The Coronavirus Bill, having sailed through the House of Commons, is expected to become law today. The Bill gives the government and the authorities unprecedented new powers, unheard of in a democracy during peacetime. Silkie Carlo, director of Big Brother Watch, has warned that these powers are unreasonably draconian, and could be here to stay long after the threat of the virus has dissipated. spiked caught up with Carlo to find out more.


spiked: What’s wrong with the Coronavirus Bill?

Silkie Carlo: This is a 329-page bill conferring extraordinary powers to the executive, which is being rushed through parliament in just three days. This is completely unprecedented. It leaves us with the greatest loss of liberty that we have probably ever had in this country on the back of one piece of legislation in peacetime.


The duration of the powers is one of the first things that stands out. The bill was drafted to allow its powers to last for two years – an extremely long period of time for such extreme emergency powers. Big Brother Watch ran a campaign over the weekend saying two years is too long and thousands of people emailed their MPs. The government has conceded an amendment which allows for a review after six months. But the way this has been phrased means that, essentially, the government can come back in six months and say that the powers need to continue.
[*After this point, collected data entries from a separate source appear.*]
use super::Store;
use super::models::{Selection, VideoRecord};
use super::video_repo::{VIDEO_COLUMNS, row_to_video};
use anyhow::{Context, Result};
use chrono::Utc;
use rusqlite::{OptionalExtension, params};

impl Store {
    /// 切換我的最愛，回傳切換後的狀態
    pub fn toggle_favorite(&self, video_id: &str) -> Result<bool> {
        let mut conn = self.conn();
        let tx = conn.transaction()?;
        tx.execute(
            "INSERT INTO selections (video_id, is_favorite, created_at) VALUES (?1, 1, ?2)
             ON CONFLICT(video_id) DO UPDATE SET is_favorite = 1 - is_favorite",
            params![video_id, Utc::now()],
        )
        .with_context(|| format!("無法標記影片: {video_id}"))?;
        let is_favorite: bool = tx.query_row(
            "SELECT is_favorite FROM selections WHERE video_id = ?1",
            params![video_id],
            |row| row.get(0),
        )?;
        tx.commit()?;
        Ok(is_favorite)
    }

    /// 設定備註，空白內容視為清除
    pub fn set_notes(&self, video_id: &str, notes: Option<&str>) -> Result<()> {
        let notes = notes.map(str::trim).filter(|n| !n.is_empty());
        self.conn()
            .execute(
                "INSERT INTO selections (video_id, is_favorite, notes, created_at)
                 VALUES (?1, 0, ?2, ?3)
                 ON CONFLICT(video_id) DO UPDATE SET notes = excluded.notes",
                params![video_id, notes, Utc::now()],
            )
            .with_context(|| format!("無法寫入備註: {video_id}"))?;
        Ok(())
    }

    pub fn get_selection(&self, video_id: &str) -> Result<Option<Selection>> {
        Ok(self
            .conn()
            .query_row(
                "SELECT video_id, is_favorite, notes, created_at FROM selections WHERE video_id = ?1",
                params![video_id],
                |row| {
                    Ok(Selection {
                        video_id: row.get(0)?,
                        is_favorite: row.get(1)?,
                        notes: row.get(2)?,
                        created_at: row.get(3)?,
                    })
                },
            )
            .optional()?)
    }

    /// 我的最愛影片，依建立時間由新到舊
    pub fn favorite_videos(&self) -> Result<Vec<VideoRecord>> {
        let sql = format!(
            "SELECT {VIDEO_COLUMNS} FROM videos \
             WHERE id IN (SELECT video_id FROM selections WHERE is_favorite = 1) \
             ORDER BY created_at DESC, file_path"
        );
        let conn = self.conn();
        let mut stmt = conn.prepare(&sql)?;
        let videos = stmt.query_map([], row_to_video)?;
        Ok(videos.collect::<rusqlite::Result<Vec<_>>>()?)
    }
}
mod handlers;
mod main_menu;

pub use handlers::LibrarySession;
pub use main_menu::show_main_menu;
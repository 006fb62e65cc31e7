//! 衍生素材產生元件
//!
//! 縮圖、sprite sheet 與 proxy 影片皆透過外部 ffmpeg 程序產生。

mod combined;
mod error;
mod ffmpeg;

pub use combined::{AssetTargets, WeightedProgress, generate_all};
pub use error::AssetError;
pub use ffmpeg::FfmpegAssetGenerator;

use std::path::Path;

/// 衍生素材產生介面
pub trait AssetGenerator: Send + Sync {
    /// 擷取單張縮圖，時間點為 `min(duration * 0.1, 5)` 秒
    fn thumbnail(&self, source: &Path, destination: &Path, duration: f64)
    -> Result<(), AssetError>;

    /// 依影片長度產生 sprite sheet
    fn sprite_sheet(
        &self,
        source: &Path,
        destination: &Path,
        duration: f64,
    ) -> Result<(), AssetError>;

    /// 產生 proxy 影片，`on_progress` 收到 0.0 ~ 1.0 的編碼進度
    fn proxy(
        &self,
        source: &Path,
        destination: &Path,
        duration: f64,
        on_progress: &dyn Fn(f64),
    ) -> Result<(), AssetError>;
}

/// 縮圖擷取時間點
#[must_use]
pub fn thumbnail_timestamp(duration: f64) -> f64 {
    if duration.is_finite() && duration > 0.0 {
        (duration * 0.1).min(5.0)
    } else {
        0.0
    }
}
It would require parliament to vote against the government to try to get rid of the bill. Obviously, the numbers in parliament are really stacked against that at the moment.

If we are honest with ourselves, these powers are going to be here to stay. The virus isn’t going anywhere anytime soon. Crisis follows crisis. The slippery slope might be an overused term, but it is very, very difficult to reverse the handing over of such extraordinary powers.
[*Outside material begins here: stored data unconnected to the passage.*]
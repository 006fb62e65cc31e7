use super::models::{JobStatus, ProxyJob};
use super::{Store, invalid_column};
use anyhow::{Context, Result, bail};
use chrono::Utc;
use rusqlite::{OptionalExtension, Row, params};

const JOB_COLUMNS: &str =
    "id, video_id, status, progress, created_at, started_at, completed_at, error";

fn row_to_job(row: &Row<'_>) -> rusqlite::Result<ProxyJob> {
    let raw_status: String = row.get(2)?;
    let status = JobStatus::parse(&raw_status).ok_or_else(|| invalid_column(2, &raw_status))?;
    Ok(ProxyJob {
        id: row.get(0)?,
        video_id: row.get(1)?,
        status,
        progress: row.get::<_, i64>(3)?.clamp(0, 100) as u8,
        created_at: row.get(4)?,
        started_at: row.get(5)?,
        completed_at: row.get(6)?,
        error: row.get(7)?,
    })
}

impl Store {
    /// 將影片加入 proxy 佇列
    ///
    /// 若該影片已有 queued 或 processing 的工作，直接回傳該工作。
    pub fn enqueue_job(&self, video_id: &str) -> Result<ProxyJob> {
        let mut conn = self.conn();
        let tx = conn.transaction()?;

        let exists: bool = tx.query_row(
            "SELECT EXISTS(SELECT 1 FROM videos WHERE id = ?1)",
            params![video_id],
            |row| row.get(0),
        )?;
        if !exists {
            bail!("找不到影片: {video_id}");
        }

        let active_sql = format!(
            "SELECT {JOB_COLUMNS} FROM proxy_queue \
             WHERE video_id = ?1 AND status IN ('queued', 'processing') \
             ORDER BY created_at, rowid LIMIT 1"
        );
        if let Some(job) = tx
            .query_row(&active_sql, params![video_id], row_to_job)
            .optional()?
        {
            return Ok(job);
        }

        let job = ProxyJob {
            id: uuid::Uuid::new_v4().to_string(),
            video_id: video_id.to_string(),
            status: JobStatus::Queued,
            progress: 0,
            created_at: Utc::now(),
            started_at: None,
            completed_at: None,
            error: None,
        };
        tx.execute(
            "INSERT INTO proxy_queue (id, video_id, status, progress, created_at) \
             VALUES (?1, ?2, ?3, 0, ?4)",
            params![job.id, job.video_id, job.status.as_str(), job.created_at],
        )
        .with_context(|| format!("無法加入佇列: {video_id}"))?;
        tx.commit()?;
        Ok(job)
    }

    pub fn get_job(&self, id: &str) -> Result<Option<ProxyJob>> {
        let sql = format!("SELECT {JOB_COLUMNS} FROM proxy_queue WHERE id = ?1");
        Ok(self
            .conn()
            .query_row(&sql, params![id], row_to_job)
            .optional()?)
    }

    /// 佇列最前端（最早建立）的 queued 工作
    pub fn next_queued_job(&self) -> Result<Option<ProxyJob>> {
        let sql = format!(
            "SELECT {JOB_COLUMNS} FROM proxy_queue WHERE status = 'queued' \
             ORDER BY created_at, rowid LIMIT 1"
        );
        Ok(self.conn().query_row(&sql, [], row_to_job).optional()?)
    }

    /// 取出最前端的 queued 工作並標記為 processing（progress 歸零）
    pub fn claim_next_job(&self) -> Result<Option<ProxyJob>> {
        let mut conn = self.conn();
        let tx = conn.transaction()?;
        let sql = format!(
            "SELECT {JOB_COLUMNS} FROM proxy_queue WHERE status = 'queued' \
             ORDER BY created_at, rowid LIMIT 1"
        );
        let Some(mut job) = tx.query_row(&sql, [], row_to_job).optional()? else {
            return Ok(None);
        };

        let started_at = Utc::now();
        tx.execute(
            "UPDATE proxy_queue SET status = 'processing', progress = 0, started_at = ?2 \
             WHERE id = ?1",
            params![job.id, started_at],
        )?;
        tx.commit()?;

        job.status = JobStatus::Processing;
        job.progress = 0;
        job.started_at = Some(started_at);
        Ok(Some(job))
    }

    /// 更新進度，只允許遞增
    pub fn update_job_progress(&self, id: &str, progress: u8) -> Result<()> {
        self.conn().execute(
            "UPDATE proxy_queue SET progress = MAX(progress, ?2) \
             WHERE id = ?1 AND status = 'processing'",
            params![id, i64::from(progress.min(100))],
        )?;
        Ok(())
    }

    pub fn complete_job(&self, id: &str) -> Result<()> {
        self.conn().execute(
            "UPDATE proxy_queue SET status = 'complete', progress = 100, completed_at = ?2, \
             error = NULL WHERE id = ?1",
            params![id, Utc::now()],
        )?;
        Ok(())
    }

    pub fn fail_job(&self, id: &str, message: &str) -> Result<()> {
        self.conn().execute(
            "UPDATE proxy_queue SET status = 'error', completed_at = ?2, error = ?3 WHERE id = ?1",
            params![id, Utc::now(), message],
        )?;
        Ok(())
    }

    /// 手動將 error 或卡住的 processing 工作放回佇列尾端
    pub fn requeue_job(&self, id: &str) -> Result<bool> {
        let updated = self.conn().execute(
            "UPDATE proxy_queue SET status = 'queued', progress = 0, created_at = ?2, \
             started_at = NULL, completed_at = NULL, error = NULL \
             WHERE id = ?1 AND status IN ('error', 'processing')",
            params![id, Utc::now()],
        )?;
        Ok(updated > 0)
    }

    /// 全部工作，依建立時間由新到舊
    pub fn list_jobs(&self) -> Result<Vec<ProxyJob>> {
        let sql = format!(
            "SELECT {JOB_COLUMNS} FROM proxy_queue ORDER BY created_at DESC, rowid DESC"
        );
        let conn = self.conn();
        let mut stmt = conn.prepare(&sql)?;
        let jobs = stmt.query_map([], row_to_job)?;
        Ok(jobs.collect::<rusqlite::Result<Vec<_>>>()?)
    }

    pub fn jobs_with_status(&self, status: JobStatus) -> Result<Vec<ProxyJob>> {
        let sql = format!(
            "SELECT {JOB_COLUMNS} FROM proxy_queue WHERE status = ?1 ORDER BY created_at, rowid"
        );
        let conn = self.conn();
        let mut stmt = conn.prepare(&sql)?;
        let jobs = stmt.query_map(params![status.as_str()], row_to_job)?;
        Ok(jobs.collect::<rusqlite::Result<Vec<_>>>()?)
    }
}
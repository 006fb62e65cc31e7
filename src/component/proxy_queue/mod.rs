//! Proxy 佇列元件
//!
//! 依序為影片重新產生縮圖、sprite 與 proxy 影片，佇列狀態保存在資料庫中。

mod main;
mod queue;

pub use main::ProxyManager;
pub use queue::ProxyQueue;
The other concerning thing is that we already have structures in place to deal with emergencies, namely the Civil Contingencies Act. Under the Civil Contingencies Act, government can lay regulations which have to be reviewed within seven days, but they can last for up to 30 days. And that is an appropriate mechanism for measures like arbitrary detention powers or any powers which you would never normally find acceptable in a democracy.

But that Act hasn’t been used. As Matt Hancock said repeatedly yesterday in the house, there is no plan to use that Act. This Coronavirus Bill actually comes from an earlier draft of an influenza pandemic bill and so this is not simply a product of making do in the circumstances. Obviously, everyone in parliament and everyone in government is faced with extraordinary circumstances. But the approach they have chosen is really worrying.
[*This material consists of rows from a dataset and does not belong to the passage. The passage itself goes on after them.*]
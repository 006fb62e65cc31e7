use env_logger::Env;

/// 初始化日誌，預設層級 info，可用 `RUST_LOG` 覆寫
pub fn init() {
    env_logger::Builder::from_env(Env::default().default_filter_or("info"))
        .format_timestamp_millis()
        .init();
}
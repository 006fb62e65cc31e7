use super::handlers::{
    LibrarySession, run_catalog_overview, run_clear_cache, run_edit_selection, run_library_scanner,
    run_open_library, run_proxy_regeneration, run_purge_directory, run_queue_status,
    run_requeue_job,
};
use crate::config::save::save_settings;
use crate::config::types::{Config, Language};
use anyhow::Result;
use console::{Term, style};
use dialoguer::theme::ColorfulTheme;
use dialoguer::{Input, Select};
use rust_i18n::t;
use std::sync::Arc;
use std::sync::atomic::AtomicBool;

pub fn show_main_menu(
    term: &Term,
    shutdown_signal: &Arc<AtomicBool>,
    config: &mut Config,
    session: &mut LibrarySession,
) -> Result<bool> {
    term.clear_screen()?;

    println!("{}", style(t!("main_menu.title")).cyan().bold());
    match session.current() {
        Some(library) => println!(
            "{}",
            style(t!("main_menu.current_library", path = library.root().display())).dim()
        ),
        None => println!("{}", style(t!("main_menu.no_library")).dim()),
    }
    println!("{}", style(t!("common.esc_hint")).dim());

    let options = vec![
        t!("main_menu.opt_open"),
        t!("main_menu.opt_scan"),
        t!("main_menu.opt_overview"),
        t!("main_menu.opt_selection"),
        t!("main_menu.opt_proxy"),
        t!("main_menu.opt_queue_status"),
        t!("main_menu.opt_requeue"),
        t!("main_menu.opt_purge"),
        t!("main_menu.opt_clear_cache"),
        t!("main_menu.opt_settings"),
        t!("main_menu.exit"),
    ];

    let selection = Select::with_theme(&ColorfulTheme::default())
        .with_prompt(t!("main_menu.prompt"))
        .items(&options)
        .default(0)
        .interact_on_opt(term)?;

    match selection {
        Some(0) => run_open_library(term, config, session)?,
        Some(1) => run_library_scanner(term, shutdown_signal, config, session)?,
        Some(2) => run_catalog_overview(term, config, session)?,
        Some(3) => run_edit_selection(term, config, session)?,
        Some(4) => run_proxy_regeneration(term, shutdown_signal, config, session)?,
        Some(5) => run_queue_status(term, shutdown_signal, config, session)?,
        Some(6) => run_requeue_job(term, shutdown_signal, config, session)?,
        Some(7) => run_purge_directory(term, config, session)?,
        Some(8) => run_clear_cache(term, config, session)?,
        Some(9) => show_settings_menu(term, config)?,
        Some(10) | None => return Ok(false), // ESC 也視為離開
        _ => unreachable!(),
    }
    Ok(true)
}

/// 設定選單
fn show_settings_menu(term: &Term, config: &mut Config) -> Result<()> {
    loop {
        term.clear_screen()?;

        println!("{}", style(t!("settings.title")).cyan().bold());
        println!("{}", style(t!("common.esc_hint")).dim());

        let options = vec![
            t!("settings.opt_language"),
            t!("settings.opt_workers"),
            t!("settings.back"),
        ];

        let selection = Select::with_theme(&ColorfulTheme::default())
            .with_prompt(t!("settings.prompt"))
            .items(&options)
            .default(0)
            .interact_on_opt(term)?;

        match selection {
            Some(0) => show_language_menu(term, config)?,
            Some(1) => show_worker_count_menu(term, config)?,
            Some(2) | None => break,
            _ => unreachable!(),
        }
    }

    Ok(())
}

/// 語言設定選單
fn show_language_menu(term: &Term, config: &mut Config) -> Result<()> {
    term.clear_screen()?;

    println!("{}", style(t!("settings.language.title")).cyan().bold());
    println!("{}", style(t!("common.esc_hint")).dim());

    let languages = [Language::EnUs, Language::ZhTw];
    let items: Vec<String> = languages.iter().map(ToString::to_string).collect();

    let default_index = languages
        .iter()
        .position(|&l| l == config.settings.language)
        .unwrap_or(0);

    let selection = Select::with_theme(&ColorfulTheme::default())
        .with_prompt(t!("settings.language.prompt"))
        .items(&items)
        .default(default_index)
        .interact_on_opt(term)?;

    let Some(selection) = selection else {
        return Ok(());
    };

    let selected_lang = languages[selection];
    if selected_lang != config.settings.language {
        config.settings.language = selected_lang;
        rust_i18n::set_locale(selected_lang.as_str());
        save_settings(&config.settings)?;
        println!("\n{} {}", style(t!("settings.saved")).green(), selected_lang);
        std::thread::sleep(std::time::Duration::from_secs(1));
    }

    Ok(())
}

/// 掃描並行數量設定
fn show_worker_count_menu(term: &Term, config: &mut Config) -> Result<()> {
    term.clear_screen()?;

    println!("{}", style(t!("settings.workers.title")).cyan().bold());

    let count: usize = Input::new()
        .with_prompt(t!("settings.workers.prompt"))
        .default(config.settings.worker_count)
        .validate_with(|value: &usize| -> Result<(), String> {
            if (1..=64).contains(value) {
                Ok(())
            } else {
                Err(t!("settings.workers.invalid").to_string())
            }
        })
        .interact_text()?;

    if count != config.settings.worker_count {
        config.settings.worker_count = count;
        save_settings(&config.settings)?;
        println!("\n{} {}", style(t!("settings.saved")).green(), count);
        std::thread::sleep(std::time::Duration::from_secs(1));
    }

    Ok(())
}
I was relieved to see lots of MPs in parliament raising questions, including Conservative backbenchers, asking why the Civil Contingencies Act hadn’t been used.
And the response given by the government was, I’m afraid, simply not true. Jacob Rees-Mogg said the coronavirus pandemic doesn’t qualify as an emergency under the Contingencies Act because it has been known about for too long. But that is just not the case. David Davis asked the Speaker’s Counsel, which gives legal advice to the Commons, whether that was actually the case. And the Speaker’s Counsel said unequivocally that the powers under the Civil Contingencies Act – which was written by the Counsel – are absolutely appropriate for the current emergency. I think that the Speaker’s Counsel note is going to be a very significant document in the months and years to come, unfortunately.

spiked: What powers does the bill have?


Carlo: The standout thing in the Coronavirus Bill is its detention powers. The bill confers arbitrary detention powers to the police, immigration officers and public-health officials. They can detain and isolate ‘potentially’ infectious people. Potentially infectious people can be literally anyone. As we have seen from the government reports, up to 80 per cent of the public could be infected with coronavirus eventually, many of whom will be asymptomatic. There is no explanation as to how the authorities will determine whether someone is potentially infected. For all intents and purposes, it allows for arbitrary and indefinite detention. Any member of the public, including children, could be forcibly detained, isolated, quarantined in an as yet unidentified location. It also enables authorities to forcibly take biological samples from people for testing.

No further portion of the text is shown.